Yellow Card puts the focus on young men

The youth of Africa are the most vulnerable in the world - About one-third of all HIV-infected people are between 15 and 24 and live in Africa.

Half of all births to African women under the age of 20 are unintended.

Each year, 60% of all HIV infections in the world are people between the ages of 15 and 24

The statistics for African youth are stark. Africa's HIV infection and unwanted teenage pregnancies are graphic pointers to an array of problems affecting adolescents. It is young women who have borne the brunt of these problems. What about the boys?, Is it ever their fault?

Said the Director, John Riber: "Traditionally, these reproductive health issues have been a woman's problem. They carry the baby and bear the burden. We have not taken the traditional approach. Instead, we are talking to young men about their role in child-bearing. There are a lot of surprises in this film - like in life."

Yellow Card takes the seismic issues of sexual health - early child bearing, unsafe sex, unsafe abortion, unwanted pregnancy, sexually transmitted disease, HIV transmission - and then turns the focus onto a teenage boy about to become a man in a largely patriarchal society.

The dramatic and devastating onset of AIDS has moved the argument onto men. What are they doing about sexual health?

Pathfinder's regional Vice President, Elizabeth Lule, who has been primarily responsible for drumming up funding for the boy story, stressed the point: "Gender-based inequalities persist. Girls frequently do not reach their potential and boys have a false sense of power and domination."
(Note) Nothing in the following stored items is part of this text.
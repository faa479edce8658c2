//! Turns unmatched task text into a command line via the LLM.
//!
//! The model reply is untrusted. It is trimmed and classified, never
//! rewritten: a reply that reads as a plain program invocation becomes
//! `SynthesizedCommand::Program`, anything needing shell interpretation
//! becomes `SynthesizedCommand::RawShell`. The executor decides what each
//! variant is allowed to do; with the default policy both run via the shell.
//!
//! An empty reply is refused as a `Model` error instead of running
//! `sh -c ""`, which would succeed with no output.

use std::sync::Arc;

use tokio::sync::Semaphore;
use tracing::{debug, info, warn};

use crate::error::{DispatchError, Result};
use crate::llm::LlmClient;

pub const SYSTEM_PROMPT: &str =
    "You are an AI assistant that converts natural language tasks into command-line actions.";

/// Characters that make a line depend on shell parsing.
const SHELL_METACHARACTERS: &[char] = &[
    '|', '&', ';', '<', '>', '(', ')', '$', '`', '\\', '"', '\'', '*', '?', '[', ']', '#', '~',
    '{', '}', '\n', '\r',
];

/// A command produced by the model.
#[derive(Debug, Clone, PartialEq)]
pub enum SynthesizedCommand {
    /// A single program invocation with whitespace-separated arguments.
    Program { program: String, args: Vec<String> },
    /// A line that needs a shell to interpret it.
    RawShell(String),
}

impl SynthesizedCommand {
    /// Classifies an already-trimmed, non-empty model reply.
    pub fn classify(reply: &str) -> Self {
        if reply.contains(SHELL_METACHARACTERS) {
            return SynthesizedCommand::RawShell(reply.to_string());
        }

        let mut words = reply.split_whitespace().map(str::to_string);
        match words.next() {
            Some(program) => SynthesizedCommand::Program {
                program,
                args: words.collect(),
            },
            None => SynthesizedCommand::RawShell(reply.to_string()),
        }
    }

    /// The command as a single line, for logs and error messages.
    pub fn command_line(&self) -> String {
        match self {
            SynthesizedCommand::Program { program, args } if args.is_empty() => program.clone(),
            SynthesizedCommand::Program { program, args } => {
                format!("{program} {}", args.join(" "))
            }
            SynthesizedCommand::RawShell(line) => line.clone(),
        }
    }
}

pub struct CommandSynthesizer {
    llm: Option<Arc<dyn LlmClient>>,
    permits: Arc<Semaphore>,
}

impl CommandSynthesizer {
    /// `llm = None` disables synthesis; every call fails with `ModelUnavailable`.
    pub fn new(llm: Option<Arc<dyn LlmClient>>, max_concurrent: usize) -> Self {
        Self {
            llm,
            permits: Arc::new(Semaphore::new(max_concurrent.max(1))),
        }
    }

    pub fn is_available(&self) -> bool {
        self.llm.is_some()
    }

    pub fn describe(&self) -> String {
        match &self.llm {
            Some(llm) => llm.description(),
            None => "disabled (no API key)".to_string(),
        }
    }

    /// Asks the model for a command equivalent to `task`.
    pub async fn synthesize(&self, task: &str) -> Result<SynthesizedCommand> {
        let llm = self.llm.as_ref().ok_or_else(|| {
            DispatchError::ModelUnavailable(
                "no LLM API key configured; only keyword operations are available".to_string(),
            )
        })?;

        let _permit = self
            .permits
            .acquire()
            .await
            .map_err(|e| DispatchError::Model(format!("synthesizer closed: {e}")))?;

        debug!("Synthesizing command for task: {task}");
        let user_message = format!("Convert this task into a structured command: {task}");
        let response = llm
            .complete(SYSTEM_PROMPT, &user_message)
            .await
            .map_err(|e| {
                warn!("LLM call failed: {e:#}");
                DispatchError::Model(format!("{e:#}"))
            })?;

        let reply = response.text.trim();
        if reply.is_empty() {
            return Err(DispatchError::Model("model returned an empty command".to_string()));
        }

        let command = SynthesizedCommand::classify(reply);
        info!("Synthesized command: {}", command.command_line());
        Ok(command)
    }
}
pub mod documents;
pub mod email;
pub mod files;
pub mod git;
pub mod http;
pub mod sql;
pub mod tabular;

pub use documents::{ConvertMarkdownOperation, DocsIndexOperation, TranscribeAudioOperation};
pub use email::EmailSenderOperation;
pub use files::{CountWeekdayOperation, RecentLogsOperation};
pub use git::CloneRepoOperation;
pub use http::{FetchDataOperation, HttpFetcher, ScrapeFormat, ScrapeWebsiteOperation};
pub use sql::{SqlQueryOperation, TicketSalesOperation};
pub use tabular::{FilterCsvOperation, SortContactsOperation};

use std::path::Path;
use std::sync::Arc;

use serde::Serialize;

use crate::config::OperationsConfig;
use crate::llm::LlmClient;
use crate::operations::OperationRegistry;

/// Writes `contents` to an already-validated path, creating parent directories.
pub(crate) async fn write_output(path: &str, contents: &[u8]) -> anyhow::Result<()> {
    if let Some(parent) = Path::new(path).parent() {
        tokio::fs::create_dir_all(parent).await?;
    }
    tokio::fs::write(path, contents).await?;
    Ok(())
}

/// Serializes with four-space indentation.
pub(crate) fn to_pretty_json<T: Serialize>(value: &T) -> anyhow::Result<Vec<u8>> {
    let mut buf = Vec::new();
    let formatter = serde_json::ser::PrettyFormatter::with_indent(b"    ");
    let mut serializer = serde_json::Serializer::with_formatter(&mut buf, formatter);
    value.serialize(&mut serializer)?;
    Ok(buf)
}

/// Registers every builtin operation. Order here is routing priority.
///
/// `llm` is shared with operations that need the model; `None` leaves them
/// registered but failing with `ModelUnavailable`.
pub fn register_all(
    registry: &mut OperationRegistry,
    config: &OperationsConfig,
    llm: Option<Arc<dyn LlmClient>>,
) -> anyhow::Result<()> {
    let fetcher = HttpFetcher::new();

    registry.register(Box::new(FetchDataOperation::new(
        fetcher.clone(),
        &config.fetch_url,
        &config.fetch_output,
    )));
    registry.register(Box::new(CloneRepoOperation::new(
        &config.clone_url,
        &config.clone_dest,
    )));
    registry.register(Box::new(SqlQueryOperation::new(
        &config.sql_db,
        &config.sql_query,
        &config.sql_output,
    )));
    registry.register(Box::new(ScrapeWebsiteOperation::new(
        fetcher,
        &config.scrape_url,
        &config.scrape_output,
        ScrapeFormat::parse(&config.scrape_format)?,
    )));
    registry.register(Box::new(TranscribeAudioOperation::new(
        &config.audio_input,
        &config.audio_output,
    )));
    registry.register(Box::new(ConvertMarkdownOperation::new(
        &config.markdown_input,
        &config.markdown_output,
    )));
    registry.register(Box::new(FilterCsvOperation::new(
        &config.csv_input,
        &config.csv_output,
        &config.csv_condition,
    )));
    registry.register(Box::new(CountWeekdayOperation::new(
        &config.dates_input,
        &config.dates_output,
        &config.weekday,
    )?));
    registry.register(Box::new(SortContactsOperation::new(
        &config.contacts_input,
        &config.contacts_output,
    )));
    registry.register(Box::new(RecentLogsOperation::new(
        &config.logs_dir,
        &config.logs_output,
        config.logs_count,
    )));
    registry.register(Box::new(TicketSalesOperation::new(
        &config.tickets_db,
        &config.tickets_type,
        &config.tickets_output,
    )));
    registry.register(Box::new(DocsIndexOperation::new(
        &config.docs_dir,
        &config.docs_index_output,
    )));
    registry.register(Box::new(EmailSenderOperation::new(
        llm,
        &config.email_input,
        &config.email_output,
    )));

    Ok(())
}

#[cfg(test)]
mod tests {
    use super::*;

    fn builtin_registry() -> OperationRegistry {
        let mut registry = OperationRegistry::new();
        register_all(&mut registry, &OperationsConfig::default(), None).unwrap();
        registry
    }

    #[test]
    fn test_register_all_order() {
        let keywords: Vec<String> = builtin_registry()
            .descriptors()
            .into_iter()
            .map(|d| d.keyword)
            .collect();
        assert_eq!(
            keywords,
            vec![
                "fetch data",
                "clone repo",
                "SQL query",
                "scrape website",
                "transcribe audio",
                "convert markdown",
                "filter CSV",
                "count Wednesdays",
                "sort contacts",
                "recent logs",
                "ticket sales",
                "index docs",
                "email sender",
            ]
        );
    }

    #[test]
    fn test_each_keyword_routes_to_its_operation() {
        let registry = builtin_registry();
        for descriptor in registry.descriptors() {
            let task = format!("please {} for me", descriptor.keyword);
            assert_eq!(registry.dispatch(&task).unwrap().name(), descriptor.name);
        }
    }

    #[test]
    fn test_register_all_rejects_bad_scrape_format() {
        let config = OperationsConfig {
            scrape_format: "pdf".to_string(),
            ..OperationsConfig::default()
        };
        assert!(register_all(&mut OperationRegistry::new(), &config, None).is_err());
    }

    #[tokio::test]
    async fn test_write_output_creates_parents() {
        let dir = tempfile::tempdir().unwrap();
        let path = dir.path().join("a/b/out.txt");
        write_output(path.to_str().unwrap(), b"content").await.unwrap();
        assert_eq!(std::fs::read_to_string(path).unwrap(), "content");
    }
}
//! Shared fixtures for unit tests.

use std::path::Path;
use std::sync::atomic::{AtomicUsize, Ordering};
use std::sync::{Arc, Mutex};

use async_trait::async_trait;
use axum::Router;

use crate::config::SandboxConfig;
use crate::llm::{LlmClient, LlmResponse};
use crate::sandbox::PathSandbox;

/// Serves `router` on an ephemeral local port and returns its base URL.
pub async fn serve(router: Router) -> String {
    let listener = tokio::net::TcpListener::bind("127.0.0.1:0").await.unwrap();
    let addr = listener.local_addr().unwrap();
    tokio::spawn(async move {
        axum::serve(listener, router).await.unwrap();
    });
    format!("http://{addr}")
}

/// A lexical sandbox rooted at `dir`.
pub fn sandbox_in(dir: &Path) -> PathSandbox {
    PathSandbox::new(&SandboxConfig {
        root: format!("{}/", dir.display()),
        ..SandboxConfig::default()
    })
}

/// Scripted LLM that records how it was called.
pub struct StubLlm {
    reply: Result<String, String>,
    calls: AtomicUsize,
    last_user_message: Mutex<String>,
}

impl StubLlm {
    pub fn replying(text: &str) -> Arc<Self> {
        Arc::new(Self {
            reply: Ok(text.to_string()),
            calls: AtomicUsize::new(0),
            last_user_message: Mutex::new(String::new()),
        })
    }

    pub fn failing(message: &str) -> Arc<Self> {
        Arc::new(Self {
            reply: Err(message.to_string()),
            calls: AtomicUsize::new(0),
            last_user_message: Mutex::new(String::new()),
        })
    }

    pub fn calls(&self) -> usize {
        self.calls.load(Ordering::SeqCst)
    }

    pub fn last_user_message(&self) -> String {
        self.last_user_message.lock().unwrap().clone()
    }
}

#[async_trait]
impl LlmClient for StubLlm {
    async fn complete(&self, _system_prompt: &str, user_message: &str) -> anyhow::Result<LlmResponse> {
        self.calls.fetch_add(1, Ordering::SeqCst);
        *self.last_user_message.lock().unwrap() = user_message.to_string();
        match &self.reply {
            Ok(text) => Ok(LlmResponse {
                text: text.clone(),
                input_tokens: 0,
                output_tokens: 0,
            }),
            Err(message) => Err(anyhow::anyhow!("{message}")),
        }
    }

    fn description(&self) -> String {
        "stub".to_string()
    }
}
It is this "false sense of power", or Tiyane's refusal and fear of facing up to the fact that he may be a father, which drives the story of Yellow Card. Director John Riber and his co-writer Andrew Whaley deliberately pushed the story to its logical end where the hero Tiyane literally has his baby in his arms. The teenage hero cannot walk away from his responsibilities.

The point Riber wanted to make was that there are "no prescriptions" to matters of sex, whether it is about AIDS or pregnancy or whatever. "Like life, there are no easy answers," Riber said. There are no ready-made solutions to these compelling issues. The film does not lecture young kids, rather we are just trying to give them something to think about, to provoke discussion and debate".

Riber argues that arming young people with knowledge and awareness, provoking them to think, is their best defence. As one of Yellow Card's key researchers, the late Beavan Mutsakani said: "Don't tell them what to do, provoke them into finding answers for themselves."

In this sense, Yellow Card directly confronts young males about the impact of sex and sexuality. The film specifically "promotes young male involvement" in these issues, as Elizabeth Lule has pointed out.